Required work:
Count the lines below that contain "matches". Give only the number.

Information supplied:

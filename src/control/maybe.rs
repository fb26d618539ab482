//! Maybe type - presence or absence of a looked-up value.
//!
//! `Maybe<T>` is returned by lookups (a principal by handle, a profile by
//! principal). Absence is never a failure reason by itself; a pipeline decides
//! what absence means by lifting the value into an [`Outcome`] with
//! [`Maybe::ok_or`].
//!
//! # Examples
//!
//! ```rust
//! use fintake::control::{Maybe, Outcome};
//!
//! let found = Maybe::some(5).bind(|x| Maybe::some(x * 2));
//! assert_eq!(found, Maybe::Some(10));
//!
//! let missing: Maybe<i32> = Maybe::none();
//! let lifted: Outcome<i32> = missing.ok_or("not found".to_string());
//! assert_eq!(lifted, Outcome::Err("not found".to_string()));
//! ```

use super::Outcome;

/// A value that may or may not be present.
#[derive(Debug, Clone, Copy, PartialEq, Eq, Hash)]
pub enum Maybe<T> {
    /// A value is present.
    Some(T),
    /// No value.
    None,
}

impl<T> Maybe<T> {
    /// Wraps a present value.
    #[inline]
    pub const fn some(value: T) -> Self {
        Self::Some(value)
    }

    /// The absent value.
    #[inline]
    pub const fn none() -> Self {
        Self::None
    }

    /// Returns `true` if a value is present.
    #[inline]
    pub const fn is_some(&self) -> bool {
        matches!(self, Self::Some(_))
    }

    /// Returns `true` if no value is present.
    #[inline]
    pub const fn is_none(&self) -> bool {
        matches!(self, Self::None)
    }

    /// Returns a reference to the value, if present.
    #[inline]
    pub const fn as_some(&self) -> Option<&T> {
        match self {
            Self::Some(value) => Some(value),
            Self::None => None,
        }
    }

    /// Chains another lookup on the present value.
    #[inline]
    pub fn bind<U, F>(self, function: F) -> Maybe<U>
    where
        F: FnOnce(T) -> Maybe<U>,
    {
        match self {
            Self::Some(value) => function(value),
            Self::None => Maybe::None,
        }
    }

    /// Transforms the present value.
    #[inline]
    pub fn map<U, F>(self, function: F) -> Maybe<U>
    where
        F: FnOnce(T) -> U,
    {
        match self {
            Self::Some(value) => Maybe::Some(function(value)),
            Self::None => Maybe::None,
        }
    }

    /// Returns the value, or `fallback` if absent.
    #[inline]
    pub fn unwrap_or(self, fallback: T) -> T {
        match self {
            Self::Some(value) => value,
            Self::None => fallback,
        }
    }

    /// Lifts into an [`Outcome`], using `error` when the value is absent.
    #[inline]
    pub fn ok_or<E>(self, error: E) -> Outcome<T, E> {
        match self {
            Self::Some(value) => Outcome::Ok(value),
            Self::None => Outcome::Err(error),
        }
    }

    /// Converts into a standard `Option`.
    #[inline]
    pub fn into_option(self) -> Option<T> {
        match self {
            Self::Some(value) => Some(value),
            Self::None => None,
        }
    }
}

impl<T> Default for Maybe<T> {
    fn default() -> Self {
        Self::None
    }
}

impl<T> From<Option<T>> for Maybe<T> {
    #[inline]
    fn from(option: Option<T>) -> Self {
        option.map_or(Self::None, Self::Some)
    }
}

impl<T> From<Maybe<T>> for Option<T> {
    #[inline]
    fn from(maybe: Maybe<T>) -> Self {
        maybe.into_option()
    }
}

Result:
2